**TRY IT**
In the entries below, find every line with "usize" and copy it.

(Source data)
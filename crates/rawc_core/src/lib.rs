pub mod buffer;
pub mod config;
pub mod error;
pub mod events;
pub mod integrator;
pub mod math;
pub mod meta;
pub mod network;
pub mod simulation;
pub mod solvers;
/// The `rawc_core` crate is the runtime that generated network code links
/// against. It is generic over `f32` and `f64` scalars.
///
/// Key components:
/// - **Traits**: `Scalar`, `Network` (the callback contract a generated model
///   implements) and `Integrator` (stateless stepping strategies).
/// - **Buffer**: `DataBuffer`, the segmented arena holding states, derivatives,
///   integrator stages, event values and the rollback snapshot.
/// - **Integrator**: the event-refining step and the `run` driver loop.
/// - **Solvers**: `Euler` and `RungeKutta`, plus the runtime-selected `Stepper`.
/// - **Math**: dense column-major kernels, scalar helpers and the sparse
///   `LᵀDL` family, with nalgebra-backed kernels behind the `accelerated`
///   feature.
pub mod traits;

pub use buffer::DataBuffer;
pub use config::{BuildOptions, LinalgBackend, Precision};
pub use error::{Error, Result};
pub use integrator::{run, step, StepReport};
pub use network::{Dimension, NetworkLayout, Range};
pub use simulation::Simulation;
pub use solvers::{Euler, IntegratorKind, RungeKutta, Stepper};
pub use traits::{Integrator, Network, Scalar};
//! Hierarchical names of a generated network.
//!
//! The generator emits flat tables: nodes, states and the children linking
//! them. Each node owns a singly linked list of children threaded through the
//! child table; a child is either a nested node or a state.

#[derive(Debug, Clone, Copy, PartialEq, Eq)]
pub struct StateMeta {
    pub name: &'static str,
    /// Node owning the state.
    pub parent: usize,
    /// Data index of the state in segment 0.
    pub index: usize,
}

#[derive(Debug, Clone, Copy, PartialEq, Eq)]
pub struct NodeMeta {
    pub name: &'static str,
    pub parent: Option<usize>,
    pub first_child: Option<usize>,
}

#[derive(Debug, Clone, Copy, PartialEq, Eq)]
pub enum ChildKind {
    Node(usize),
    State(usize),
}

#[derive(Debug, Clone, Copy, PartialEq, Eq)]
pub struct ChildMeta {
    pub kind: ChildKind,
    pub next: Option<usize>,
}

/// Name tables of a network. Node 0 is the root.
#[derive(Debug, Clone, Copy, PartialEq, Eq)]
pub struct NetworkMeta {
    pub name: &'static str,
    pub nodes: &'static [NodeMeta],
    pub states: &'static [StateMeta],
    pub children: &'static [ChildMeta],
}

impl NetworkMeta {
    fn children_of(&self, node: usize) -> impl Iterator<Item = ChildKind> + '_ {
        std::iter::successors(self.nodes[node].first_child, |&child| self.children[child].next)
            .map(|child| self.children[child].kind)
    }

    /// Resolves a dotted node path relative to the root. The empty path is the
    /// root itself.
    pub fn find_node(&self, path: &str) -> Option<usize> {
        if self.nodes.is_empty() {
            return None;
        }
        if path.is_empty() {
            return Some(0);
        }

        path.split('.').try_fold(0, |node, name| {
            self.children_of(node).find_map(|child| match child {
                ChildKind::Node(id) if self.nodes[id].name == name => Some(id),
                _ => None,
            })
        })
    }

    /// Finds a state directly owned by `node`.
    pub fn find_state(&self, node: usize, name: &str) -> Option<&StateMeta> {
        self.children_of(node).find_map(|child| match child {
            ChildKind::State(id) if self.states[id].name == name => Some(&self.states[id]),
            _ => None,
        })
    }

    /// Resolves `node.sub.state` to the data index of the state.
    pub fn find_variable(&self, path: &str) -> Option<usize> {
        let (node, name) = match path.rsplit_once('.') {
            Some((node, name)) => (self.find_node(node)?, name),
            None => (self.find_node("")?, path),
        };
        self.find_state(node, name).map(|state| state.index)
    }
}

**ANSWER FOR THE TASK**
    pub parent: usize,
    pub index: usize,
    pub parent: Option<usize>,
    pub first_child: Option<usize>,
    Node(usize),
    State(usize),
    pub next: Option<usize>,
    fn children_of(&self, node: usize) -> impl Iterator<Item = ChildKind> + '_ {
    pub fn find_node(&self, path: &str) -> Option<usize> {
    pub fn find_state(&self, node: usize, name: &str) -> Option<&StateMeta> {
    pub fn find_variable(&self, path: &str) -> Option<usize> {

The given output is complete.